*Records to use*.

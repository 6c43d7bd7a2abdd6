//! HTTP server setup and configuration.
//!
//! # Responsibilities
//! - Wrap the composed route tree with the cross-cutting layers
//!   (request ID, tracing, timeout, request metrics)
//! - Serve over plain TCP or TLS
//! - Drain in-flight requests on shutdown

use std::net::SocketAddr;
use std::time::Duration;

use axum::{middleware, Router};
use tokio::net::TcpListener;
use tower_http::{timeout::TimeoutLayer, trace::TraceLayer};

use crate::api::Manager;
use crate::config::ApiConfig;
use crate::http::request::{propagate_request_id_layer, set_request_id_layer};
use crate::lifecycle::shutdown::ShutdownSignal;
use crate::net::tls::load_tls_config;
use crate::observability::metrics;
use crate::routing::RouteError;

#[derive(Debug, thiserror::Error)]
pub enum ServerError {
    #[error("route configuration: {0}")]
    Route(#[from] RouteError),

    #[error("listener: {0}")]
    Io(#[from] std::io::Error),

    #[error("invalid bind address '{0}'")]
    BindAddress(String),
}

/// HTTP server for the session API.
pub struct ApiServer {
    router: Router,
    config: ApiConfig,
}

impl ApiServer {
    /// Compose the manager's routes. Closes the manager's extension registry.
    pub fn new(config: ApiConfig, manager: &Manager) -> Result<Self, ServerError> {
        let routes = manager.router()?;
        let router = Self::build_router(&config, routes);
        Ok(Self { router, config })
    }

    /// Wrap the route tree with all middleware layers.
    #[allow(deprecated)]
    fn build_router(config: &ApiConfig, routes: Router) -> Router {
        routes
            .route_layer(middleware::from_fn(metrics::track_requests))
            .layer(TimeoutLayer::new(Duration::from_secs(config.timeouts.request_secs)))
            .layer(propagate_request_id_layer())
            .layer(TraceLayer::new_for_http())
            .layer(set_request_id_layer())
    }

    /// The fully layered router, e.g. for in-process testing.
    pub fn router(&self) -> Router {
        self.router.clone()
    }

    pub fn config(&self) -> &ApiConfig {
        &self.config
    }

    /// Run the server on `listener` until `shutdown` fires.
    pub async fn run(self, listener: TcpListener, shutdown: ShutdownSignal) -> Result<(), ServerError> {
        let addr = listener.local_addr()?;
        tracing::info!(address = %addr, "HTTP server starting");

        axum::serve(listener, self.router.into_make_service_with_connect_info::<SocketAddr>())
            .with_graceful_shutdown(shutdown.recv())
            .await?;

        tracing::info!("HTTP server stopped");
        Ok(())
    }

    /// Run the server with TLS on the configured bind address.
    pub async fn run_tls(self, shutdown: ShutdownSignal) -> Result<(), ServerError> {
        let Some(tls) = self.config.listener.tls.clone() else {
            let listener = TcpListener::bind(&self.config.listener.bind_address).await?;
            return self.run(listener, shutdown).await;
        };

        let addr: SocketAddr = self
            .config
            .listener
            .bind_address
            .parse()
            .map_err(|_| ServerError::BindAddress(self.config.listener.bind_address.clone()))?;
        let rustls = load_tls_config(tls.cert_path.as_ref(), tls.key_path.as_ref()).await?;

        let handle = axum_server::Handle::new();
        let grace = Duration::from_secs(self.config.timeouts.shutdown_secs);
        let watcher = handle.clone();
        tokio::spawn(async move {
            shutdown.recv().await;
            watcher.graceful_shutdown(Some(grace));
        });

        tracing::info!(address = %addr, "HTTPS server starting");
        axum_server::bind_rustls(addr, rustls)
            .handle(handle)
            .serve(self.router.into_make_service_with_connect_info::<SocketAddr>())
            .await?;

        tracing::info!("HTTPS server stopped");
        Ok(())
    }
}
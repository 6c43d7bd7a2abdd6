//! In-memory session store.
//!
//! # Token lookup order
//! 1. Session cookie (when cookies are enabled)
//! 2. `Authorization: Bearer <token>`
//! 3. `?token=<token>` query parameter

use std::sync::{Arc, RwLock};

use async_trait::async_trait;
use axum::http::{
    header::{AUTHORIZATION, SET_COOKIE},
    request::Parts,
    HeaderMap, HeaderValue,
};
use axum_extra::extract::cookie::{Cookie, CookieJar, SameSite};
use dashmap::DashMap;
use serde::Deserialize;
use time::Duration;
use uuid::Uuid;

use crate::config::SessionConfig;
use crate::http::request::query_from_uri;
use crate::types::{
    MemberProfile, RoomSettings, Session, SessionError, SessionHandle, SessionManager, SessionState,
};

#[derive(Debug)]
pub struct MemorySession {
    id: String,
    profile: RwLock<MemberProfile>,
    state: RwLock<SessionState>,
}

impl MemorySession {
    fn new(id: &str, profile: MemberProfile) -> Self {
        Self {
            id: id.to_string(),
            profile: RwLock::new(profile),
            state: RwLock::new(SessionState::default()),
        }
    }

    pub fn set_profile(&self, profile: MemberProfile) {
        *self.profile.write().expect("session profile lock poisoned") = profile;
    }

    pub fn set_state(&self, state: SessionState) {
        *self.state.write().expect("session state lock poisoned") = state;
    }
}

impl Session for MemorySession {
    fn id(&self) -> &str {
        &self.id
    }

    fn profile(&self) -> MemberProfile {
        self.profile.read().expect("session profile lock poisoned").clone()
    }

    fn state(&self) -> SessionState {
        *self.state.read().expect("session state lock poisoned")
    }
}

#[derive(Debug, Default, Deserialize)]
struct TokenQuery {
    token: Option<String>,
}

pub struct MemorySessions {
    config: SessionConfig,
    /// Session id → session.
    sessions: DashMap<String, Arc<MemorySession>>,
    /// Token → session id.
    tokens: DashMap<String, String>,
    settings: RwLock<RoomSettings>,
}

impl MemorySessions {
    pub fn new(config: SessionConfig) -> Self {
        Self {
            config,
            sessions: DashMap::new(),
            tokens: DashMap::new(),
            settings: RwLock::new(RoomSettings::default()),
        }
    }

    /// Open a session for member `id`, replacing any previous token.
    pub fn create(&self, id: &str, profile: MemberProfile) -> (Arc<MemorySession>, String) {
        self.tokens.retain(|_, owner| owner != id);

        let session = self
            .sessions
            .entry(id.to_string())
            .or_insert_with(|| Arc::new(MemorySession::new(id, profile.clone())))
            .clone();
        session.set_profile(profile);

        let token = Uuid::new_v4().simple().to_string();
        self.tokens.insert(token.clone(), id.to_string());
        tracing::debug!(session_id = %id, "Session created");
        (session, token)
    }

    /// Drop the session and all of its tokens.
    pub fn delete(&self, id: &str) -> Result<(), SessionError> {
        self.tokens.retain(|_, owner| owner != id);
        self.sessions
            .remove(id)
            .map(|_| ())
            .ok_or(SessionError::NotFound)
    }

    pub fn get(&self, id: &str) -> Option<Arc<MemorySession>> {
        self.sessions.get(id).map(|s| s.value().clone())
    }

    fn token_from(&self, req: &Parts) -> Option<String> {
        if self.config.cookie_enabled {
            let jar = CookieJar::from_headers(&req.headers);
            if let Some(cookie) = jar.get(&self.config.cookie_name) {
                return Some(cookie.value_trimmed().to_string());
            }
        }

        let bearer = req
            .headers
            .get(AUTHORIZATION)
            .and_then(|v| v.to_str().ok())
            .and_then(|v| v.strip_prefix("Bearer "))
            .map(|v| v.trim().to_string());
        if bearer.is_some() {
            return bearer;
        }

        query_from_uri::<TokenQuery>(&req.uri).ok().and_then(|q| q.token)
    }

    fn cookie(&self, value: String) -> Cookie<'static> {
        Cookie::build((self.config.cookie_name.clone(), value))
            .path("/")
            .http_only(true)
            .same_site(SameSite::Strict)
            .secure(self.config.cookie_secure)
            .build()
    }
}

fn set_cookie(headers: &mut HeaderMap, cookie: Cookie<'_>) {
    match HeaderValue::from_str(&cookie.to_string()) {
        Ok(value) => {
            headers.append(SET_COOKIE, value);
        }
        Err(err) => tracing::warn!(error = %err, "Session cookie is not a valid header value"),
    }
}

#[async_trait]
impl SessionManager for MemorySessions {
    async fn authenticate(&self, req: &Parts) -> Result<SessionHandle, SessionError> {
        let token = self
            .token_from(req)
            .filter(|t| !t.is_empty())
            .ok_or(SessionError::MissingToken)?;

        let id = self
            .tokens
            .get(&token)
            .map(|id| id.value().clone())
            .ok_or(SessionError::InvalidToken)?;

        let session = self.get(&id).ok_or(SessionError::NotFound)?;
        if !session.profile().can_login {
            return Err(SessionError::LoginDisabled);
        }
        Ok(session)
    }

    fn cookie_enabled(&self) -> bool {
        self.config.cookie_enabled
    }

    fn cookie_set_token(&self, headers: &mut HeaderMap, token: &str) {
        let mut cookie = self.cookie(token.to_string());
        cookie.set_max_age(Duration::seconds(
            i64::try_from(self.config.cookie_expiration_secs).unwrap_or(i64::MAX),
        ));
        set_cookie(headers, cookie);
    }

    fn cookie_clear_token(&self, headers: &mut HeaderMap, _req: &Parts) {
        let mut cookie = self.cookie(String::new());
        cookie.make_removal();
        set_cookie(headers, cookie);
    }

    fn list(&self) -> Vec<SessionHandle> {
        self.sessions
            .iter()
            .map(|s| s.value().clone() as SessionHandle)
            .collect()
    }

    fn settings(&self) -> RoomSettings {
        self.settings.read().expect("room settings lock poisoned").clone()
    }

    fn update_settings(&self, settings: RoomSettings) {
        *self.settings.write().expect("room settings lock poisoned") = settings;
    }
}

#[cfg(test)]
mod tests {
    use super::*;
    use axum::http::{header::COOKIE, Request};

    fn parts(build: impl FnOnce(axum::http::request::Builder) -> axum::http::request::Builder) -> Parts {
        build(Request::builder().uri("/whoami"))
            .body(())
            .unwrap()
            .into_parts()
            .0
    }

    fn profile(can_login: bool) -> MemberProfile {
        MemberProfile {
            name: "alice".into(),
            can_login,
            ..Default::default()
        }
    }

    #[tokio::test]
    async fn test_authenticate_by_cookie_and_bearer() {
        let store = MemorySessions::new(SessionConfig::default());
        let (_, token) = store.create("alice", profile(true));

        let cookie = format!("other=1; {}={}", store.config.cookie_name, token);
        let req = parts(|b| b.header(COOKIE, cookie));
        assert_eq!(store.authenticate(&req).await.unwrap().id(), "alice");

        let req = parts(|b| b.header(AUTHORIZATION, format!("Bearer {}", token)));
        assert_eq!(store.authenticate(&req).await.unwrap().id(), "alice");
    }

    #[tokio::test]
    async fn test_authenticate_errors() {
        let store = MemorySessions::new(SessionConfig::default());

        let err = store.authenticate(&parts(|b| b)).await.unwrap_err();
        assert_eq!(err, SessionError::MissingToken);

        let req = parts(|b| b.header(AUTHORIZATION, "Bearer nope"));
        assert_eq!(store.authenticate(&req).await.unwrap_err(), SessionError::InvalidToken);

        let (_, token) = store.create("bob", profile(false));
        let req = parts(|b| b.uri(format!("/whoami?token={}", token)));
        assert_eq!(store.authenticate(&req).await.unwrap_err(), SessionError::LoginDisabled);
    }

    #[tokio::test]
    async fn test_create_rotates_token() {
        let store = MemorySessions::new(SessionConfig::default());
        let (_, first) = store.create("alice", profile(true));
        let (_, second) = store.create("alice", profile(true));
        assert_ne!(first, second);

        let req = parts(|b| b.header(AUTHORIZATION, format!("Bearer {}", first)));
        assert_eq!(store.authenticate(&req).await.unwrap_err(), SessionError::InvalidToken);
    }

    #[test]
    fn test_cookie_clear() {
        let store = MemorySessions::new(SessionConfig::default());
        let mut headers = HeaderMap::new();
        store.cookie_clear_token(&mut headers, &parts(|b| b));
        let value = headers.get(SET_COOKIE).unwrap().to_str().unwrap();
        assert!(value.starts_with(&format!("{}=;", store.config.cookie_name)));
        assert!(value.contains("Max-Age=0"));
    }

    #[tokio::test]
    async fn test_authenticate_quoted_cookie() {
        let store = MemorySessions::new(SessionConfig::default());
        let (_, token) = store.create("alice", profile(true));

        let req = parts(|b| b.header(COOKIE, format!("session_id=\"{}\"; theme=dark", token)));
        assert_eq!(store.authenticate(&req).await.unwrap().id(), "alice");
    }

    #[tokio::test]
    async fn test_query_token_is_decoded() {
        let store = MemorySessions::new(SessionConfig::default());
        let (_, token) = store.create("alice", profile(true));

        // Percent-encode the first character of the token.
        let encoded = format!("%{:02X}{}", token.as_bytes()[0], &token[1..]);
        let req = parts(|b| b.uri(format!("/whoami?token={}", encoded)));
        assert_eq!(store.authenticate(&req).await.unwrap().id(), "alice");
    }

    #[test]
    fn test_cookie_set() {
        let store = MemorySessions::new(SessionConfig {
            cookie_secure: true,
            ..Default::default()
        });
        let mut headers = HeaderMap::new();
        store.cookie_set_token(&mut headers, "abc");

        let cookie = Cookie::parse(headers.get(SET_COOKIE).unwrap().to_str().unwrap().to_string()).unwrap();
        assert_eq!(cookie.name(), "session_id");
        assert_eq!(cookie.value(), "abc");
        assert_eq!(cookie.path(), Some("/"));
        assert_eq!(cookie.http_only(), Some(true));
        assert_eq!(cookie.secure(), Some(true));
        assert_eq!(cookie.same_site(), Some(SameSite::Strict));
        assert_eq!(cookie.max_age(), Some(Duration::seconds(86400)));
    }
}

*Work to be completed*. Reply with one number, the count of lines in the entries that hold the string "return".

*Result*. 4